If we'd started with electronic files, we'd have danced in the streets when someone invented paper. The Paperless Office folks tried to disguise their approach as an advance but, deep down inside, we all knew it was a Great Leap Backward.

Paperless? No way.

4 comments:

Anonymous said...

"Remember those tests in elementary school and how 25 noses immediately sniffed the hallowed product of the mimeograph machine?"

These days to have such smells in the classroom is certainly a violation of someone's olfactionary civil rights and would have zero tolerance!

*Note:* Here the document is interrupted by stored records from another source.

/// The persisted answer and whether it was newly created.
#[derive(Debug, Clone, PartialEq, Eq)]
pub struct SubmissionOutcome {
    /// The stored answer.
    pub answer: Answer,
    /// `true` for a first answer, `false` for an overwrite.
    pub created: bool,
}

/// Validates, persists and publishes answers.
#[derive(Debug, Clone)]
pub struct SubmissionCoordinator {
    store: Store,
    aggregator: ResultAggregator,
    broadcaster: Arc<Broadcaster>,
}

impl SubmissionCoordinator {
    /// Create a coordinator.
    pub const fn new(
        store: Store,
        aggregator: ResultAggregator,
        broadcaster: Arc<Broadcaster>,
    ) -> Self {
        Self {
            store,
            aggregator,
            broadcaster,
        }
    }

    /// Record a vote. Resubmitting for the same quiz overwrites the
    /// previous choice.
    ///
    /// # Errors
    ///
    /// Returns the first failed check as a [`SubmissionError`]; nothing is
    /// written in that case.
    pub async fn submit(
        &self,
        request: SubmitAnswer,
    ) -> Result<SubmissionOutcome, SubmissionError> {
        let session = self.open_session().await?;
        if session.current_quiz_id != Some(request.quiz_id) {
            return Err(SubmissionError::InvalidQuiz {
                requested: request.quiz_id,
                current: session.current_quiz_id,
            });
        }
        if !self.store.participant_exists(request.participant_id).await? {
            return Err(SubmissionError::ParticipantNotFound(request.participant_id));
        }
        let correct = self
            .store
            .get_quiz_correct_answer(request.quiz_id)
            .await?
            .ok_or(SubmissionError::QuizNotFound(request.quiz_id))?;

        let upsert = self
            .store
            .upsert_answer(
                request.participant_id,
                request.quiz_id,
                request.selected_option,
                request.selected_option == correct,
            )
            .await;
        let outcome = match upsert {
            Ok(outcome) => outcome,
            Err(DbError::MissingReference(reference)) => {
                tracing::debug!(%reference, "Reference vanished before the upsert");
                return Err(self.vanished_reference(&request).await);
            }
            Err(e) => return Err(e.into()),
        };

        tracing::info!(
            participant_id = %request.participant_id,
            quiz_id = %request.quiz_id,
            selected = %request.selected_option,
            created = outcome.created,
            "Answer recorded"
        );

        self.publish(request.quiz_id, session.is_accepting_answers).await;

        Ok(SubmissionOutcome {
            answer: outcome.answer,
            created: outcome.created,
        })
    }

    /// Change the option of an existing answer, identified by id.
    ///
    /// # Errors
    ///
    /// Returns [`SubmissionError`] if voting is closed, the answer does
    /// not exist or belongs to a quiz that is no longer live.
    pub async fn update(
        &self,
        answer_id: AnswerId,
        selected_option: AnswerOption,
    ) -> Result<Answer, SubmissionError> {
        let session = self.open_session().await?;
        let existing = self
            .store
            .get_answer(answer_id)
            .await?
            .ok_or(SubmissionError::AnswerNotFound(answer_id))?;
        if session.current_quiz_id != Some(existing.quiz_id) {
            return Err(SubmissionError::InvalidQuiz {
                requested: existing.quiz_id,
                current: session.current_quiz_id,
            });
        }
        let correct = self
            .store
            .get_quiz_correct_answer(existing.quiz_id)
            .await?
            .ok_or(SubmissionError::QuizNotFound(existing.quiz_id))?;

        let answer = self
            .store
            .update_answer(answer_id, selected_option, selected_option == correct)
            .await?
            .ok_or(SubmissionError::AnswerNotFound(answer_id))?;

        tracing::info!(
            answer_id = %answer_id,
            quiz_id = %answer.quiz_id,
            selected = %selected_option,
            "Answer updated"
        );

        self.publish(answer.quiz_id, session.is_accepting_answers).await;
        Ok(answer)
    }

    /// Name the row that was deleted between the existence checks and the
    /// upsert.
    async fn vanished_reference(&self, request: &SubmitAnswer) -> SubmissionError {
        match self.store.participant_exists(request.participant_id).await {
            Ok(false) => SubmissionError::ParticipantNotFound(request.participant_id),
            Ok(true) => SubmissionError::QuizNotFound(request.quiz_id),
            Err(e) => e.into(),
        }
    }

    /// Load the authoritative session and require it to be accepting.
    async fn open_session(&self) -> Result<Session, SubmissionError> {
        let session = self
            .store
            .get_session()
            .await?
            .ok_or(SubmissionError::NoActiveSession)?;
        if !session.is_accepting_answers {
            return Err(SubmissionError::AnswersNotAccepted);
        }
        Ok(session)
    }

    /// Push `answer_status` and `result_update` to the quiz's observers.
    async fn publish(&self, quiz_id: QuizId, accepting: bool) {
        let topic = Topic::Quiz(quiz_id);

        match self.aggregator.answer_status(quiz_id).await {
            Ok(status) => {
                self.broadcaster
                    .broadcast(topic, &ServerMessage::AnswerStatus(status))
                    .await;
            }
            Err(e) => tracing::warn!(%quiz_id, error = %e, "Failed to compute answer status"),
        }

        match self.aggregator.compute_with_state(quiz_id, Some(accepting)).await {
            Ok(Some(results)) => {
                self.broadcaster
                    .broadcast(topic, &ServerMessage::ResultUpdate(results))
                    .await;
            }
            Ok(None) => tracing::warn!(%quiz_id, "Quiz vanished before tally"),
            Err(e) => tracing::warn!(%quiz_id, error = %e, "Failed to compute results"),
        }
    }
}

#[cfg(test)]
mod tests {
    #![allow(clippy::unwrap_used)]

    use std::time::Duration;

    use quizcast_db::MemoryStore;
    use quizcast_types::Quiz;

    use super::*;
    use crate::clock::SystemClock;
    use crate::registry::{ConnectionHandle, ConnectionInbox, ConnectionRegistry, OutboundFrame};

    struct Fixture {
        memory: MemoryStore,
        store: Store,
        registry: Arc<ConnectionRegistry>,
        coordinator: SubmissionCoordinator,
    }

    fn quiz(id: i64, correct: AnswerOption) -> Quiz {
        Quiz {
            id: QuizId(id),
            question_text: format!("Q{id}"),
            option_a: "a".into(),
            option_b: "b".into(),
            option_c: "c".into(),
            option_d: "d".into(),
            correct_answer: correct,
            image_url: None,
            video_url: None,
        }
    }

    async fn fixture() -> Fixture {
        let memory = MemoryStore::new();
        memory.insert_quiz(quiz(1, AnswerOption::B)).await;
        memory.insert_quiz(quiz(2, AnswerOption::C)).await;
        let store = Store::memory(memory.clone());
        let clock = Arc::new(SystemClock);
        let registry = Arc::new(ConnectionRegistry::new(8, clock.clone()));
        let broadcaster = Arc::new(Broadcaster::new(Arc::clone(&registry)));
        let aggregator = ResultAggregator::new(store.clone(), clock);
        let coordinator = SubmissionCoordinator::new(store.clone(), aggregator, broadcaster);
        Fixture {
            memory,
            store,
            registry,
            coordinator,
        }
    }

    async fn observer(registry: &ConnectionRegistry, quiz: i64) -> ConnectionInbox {
        let (handle, inbox) = ConnectionHandle::channel(16);
        let id = handle.id();
        registry.admit(handle).await.unwrap();
        registry.set_subscription(id, Some(QuizId(quiz))).await;
        inbox
    }

    fn kinds(inbox: &mut ConnectionInbox) -> Vec<String> {
        let mut kinds = Vec::new();
        while let Ok(OutboundFrame::Text(text)) = inbox.outbound.try_recv() {
            let value: serde_json::Value = serde_json::from_str(&text).unwrap();
            kinds.push(value["type"].as_str().unwrap_or_default().to_owned());
        }
        kinds
    }

    fn vote(participant: ParticipantId, quiz: i64, option: AnswerOption) -> SubmitAnswer {
        SubmitAnswer {
            participant_id: participant,
            quiz_id: QuizId(quiz),
            selected_option: option,
        }
    }

    #[tokio::test]
    async fn without_session_nothing_is_written() {
        let f = fixture().await;
        let p = f.store.create_participant("a").await.unwrap();
        let err = f.coordinator.submit(vote(p.id, 1, AnswerOption::B)).await.unwrap_err();
        assert_eq!(err.code(), "NO_ACTIVE_SESSION");
        assert!(f.store.count_answers_by_option(QuizId(1)).await.unwrap().is_empty());
    }

    #[tokio::test]
    async fn closed_voting_wins_over_quiz_mismatch() {
        let f = fixture().await;
        let p = f.store.create_participant("a").await.unwrap();
        f.store.create_session(QuizId(1)).await.unwrap();
        f.store.set_accepting_answers(false).await.unwrap();

        for quiz in [1, 2, 99] {
            let err = f
                .coordinator
                .submit(vote(p.id, quiz, AnswerOption::A))
                .await
                .unwrap_err();
            assert_eq!(err.code(), "ANSWERS_NOT_ACCEPTED");
        }
        assert!(f.store.count_answers_by_option(QuizId(1)).await.unwrap().is_empty());
    }

    #[tokio::test]
    async fn checks_run_in_order() {
        let f = fixture().await;
        let p = f.store.create_participant("a").await.unwrap();
        f.store.create_session(QuizId(1)).await.unwrap();

        let err = f.coordinator.submit(vote(p.id, 2, AnswerOption::A)).await.unwrap_err();
        assert!(matches!(
            err,
            SubmissionError::InvalidQuiz {
                requested: QuizId(2),
                current: Some(QuizId(1))
            }
        ));

        let err = f
            .coordinator
            .submit(vote(ParticipantId(404), 1, AnswerOption::A))
            .await
            .unwrap_err();
        assert_eq!(err.code(), "PARTICIPANT_NOT_FOUND");
    }

    #[tokio::test]
    async fn foreign_key_race_reports_the_missing_row() {
        let f = fixture().await;
        let p = f.store.create_participant("a").await.unwrap();

        let err = f
            .coordinator
            .vanished_reference(&vote(ParticipantId(404), 1, AnswerOption::A))
            .await;
        assert_eq!(err.code(), "PARTICIPANT_NOT_FOUND");

        let err = f
            .coordinator
            .vanished_reference(&vote(p.id, 77, AnswerOption::A))
            .await;
        assert!(matches!(err, SubmissionError::QuizNotFound(QuizId(77))));
    }

    #[tokio::test]
    async fn correctness_is_derived_and_last_write_wins() {
        let f = fixture().await;
        let p = f.store.create_participant("a").await.unwrap();
        f.store.create_session(QuizId(1)).await.unwrap();

        let first = f.coordinator.submit(vote(p.id, 1, AnswerOption::B)).await.unwrap();
        assert!(first.created);
        assert!(first.answer.is_correct);

        let second = f.coordinator.submit(vote(p.id, 1, AnswerOption::D)).await.unwrap();
        assert!(!second.created);
        assert!(!second.answer.is_correct);
        assert_eq!(second.answer.id, first.answer.id);
    }

    #[tokio::test]
    async fn submission_publishes_to_quiz_observers_only() {
        let f = fixture().await;
        let p = f.store.create_participant("a").await.unwrap();
        f.store.create_session(QuizId(1)).await.unwrap();
        let mut watching = observer(&f.registry, 1).await;
        let mut elsewhere = observer(&f.registry, 2).await;

        f.coordinator.submit(vote(p.id, 1, AnswerOption::B)).await.unwrap();

        assert_eq!(kinds(&mut watching), vec!["answer_status", "result_update"]);
        assert!(kinds(&mut elsewhere).is_empty());
    }

    #[tokio::test]
    async fn update_by_id_recomputes_correctness() {
        let f = fixture().await;
        let p = f.store.create_participant("a").await.unwrap();
        f.store.create_session(QuizId(1)).await.unwrap();
        let first = f.coordinator.submit(vote(p.id, 1, AnswerOption::A)).await.unwrap();

        let updated = f
            .coordinator
            .update(first.answer.id, AnswerOption::B)
            .await
            .unwrap();
        assert!(updated.is_correct);
        assert_eq!(updated.id, first.answer.id);

        let err = f
            .coordinator
            .update(AnswerId(9_999), AnswerOption::B)
            .await
            .unwrap_err();
        assert_eq!(err.code(), "ANSWER_NOT_FOUND");

        f.store.switch_session_quiz(QuizId(2)).await.unwrap();
        let err = f
            .coordinator
            .update(first.answer.id, AnswerOption::C)
            .await
            .unwrap_err();
        assert_eq!(err.code(), "INVALID_QUIZ");
    }

    #[tokio::test]
    async fn store_timeout_is_a_database_error() {
        let f = fixture().await;
        let p = f.store.create_participant("a").await.unwrap();
        f.store.create_session(QuizId(1)).await.unwrap();
        f.memory.set_latency(Some(Duration::from_millis(200))).await;

        let store = f.store.clone().with_query_timeout(Duration::from_millis(20));
        let registry = Arc::new(ConnectionRegistry::new(1, Arc::new(SystemClock)));
        let coordinator = SubmissionCoordinator::new(
            store.clone(),
            ResultAggregator::new(store, Arc::new(SystemClock)),
            Arc::new(Broadcaster::new(registry)),
        );
        let err = coordinator.submit(vote(p.id, 1, AnswerOption::B)).await.unwrap_err();
        assert_eq!(err.code(), "DATABASE_ERROR");
    }
}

Seriously though... I am in a SW development world and have the class leader in workflow management systems, but it has become a non-management tool as everyone uses post-it notes to actually manage the workflow on a big white board. Paper is a user interface that will never go away.

Anonymous said...

I agree and disagree. The younger you are, the more likely you are not to use paper as a primary insturment of communication. I am on the cusp between paper and paperless. Those I work with older than me insist on paper. Those younger insist on all electronic, to the point where they struggle in formatting a memo.

As for me, I like to use paper primarily as a stoarge medium, where it has no peer as yet in the electronic world. I'm old school enough to appreciate a well designed printed worksheet, and yet young enough to appreciate a totally hyper-text worksheet.

Paper will never go away, but in 30- 50 years the idea of relying on it first and formost will be regarded as quaint as a typewriter.

Michael Wade said...

Ah, beware of predicting the decline of paper. Electronic is prose, but paper is poetry.

Anonymous said...

I seem to remember a story about Samuel Goldwyn:
His secretary came to him complaining that their files were overflowing and asked for permission to start throwing out useless files.